Grape pomace requires drying to prevent spoilage and ensure year-round use. This study evaluates the nutrient composition, in vitro digestibility, gas production, and phenolic content of dried grape pomace processed with different micronization and air-classification techniques. Dried grape pomace was micronized at frequencies of 85 Hz (LH) and 170 Hz (HH), then air-classified at pressures of 200 psi (LP) and 240 psi (HP) into coarse (G), middle fine (F1), and fine (F2) fractions. The four experimental groups were: low Hz low PSI (LH-LP), low Hz high PSI (LH-HP), high Hz low PSI (HH-LP), and high Hz high PSI (HH-HP). The HH-HP treatment resulted in the highest crude protein (p < 0.01) in the F1 fraction, and the LH-LP treatment showed the highest ether extract content (p < 0.01) in the F2 fraction. Additionally, the HH-HP method produced the highest crude fibre (p < 0.01) in the G fraction. Rutin was more concentrated in the G fraction and lesser in F2 (p < 0.05).
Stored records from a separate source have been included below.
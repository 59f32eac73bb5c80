//! Application layer services implementing business logic.
//!
//! Services consume the domain store traits and take the acting [`Identity`]
//! as an explicit argument. HTTP handlers and the admin CLI call into them.
//!
//! # Available Services
//!
//! - [`services::credential_signer::CredentialSigner`] - Access credential signing and verification
//! - [`services::token_service::TokenService`] - Refresh credential issue, rotation and revocation
//! - [`services::identity_resolver::IdentityResolver`] - Per-request identity state machine
//! - [`services::link_service::LinkService`] - Link lifecycle and redirect resolution
//!
//! [`Identity`]: crate::domain::entities::Identity

pub mod services;
//! Core domain entities.
//!
//! Entities are plain data structures without persistence concerns.
//!
//! # Entity Types
//!
//! - [`Identity`] - The user or guest a request acts as
//! - [`Tinylink`] - A short alias mapped to a target URL
//! - [`RefreshState`] - Server-side state of a refresh credential
//!
//! Creation and update inputs are separate structs (`NewTinylink`, `TinylinkPatch`).

pub mod identity;
pub mod link;
pub mod session;

pub use identity::Identity;
pub use link::{NewTinylink, Tinylink, TinylinkPatch};
pub use session::{RefreshCredential, RefreshState};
The highest phenolic concentration was recorded in the F1 fraction under high micronization (p < 0.05), while G fraction had the lowest Folin values (p < 0.05). These findings suggest that fine fractions enriched in polyphenols and antioxidant activity, offer promising benefits for animal feed applications by potentially improving feed functionality and health-promoting properties. In conclusion, micronization and air-classification improved the protein content of finer grape pomace fractions but slightly reduced protein digestibility, likely due to interactions with phenolics or increased fibre. Overall, the optimised processing techniques show potential to make grape pomace a sustainable and functional feed ingredient for ruminants.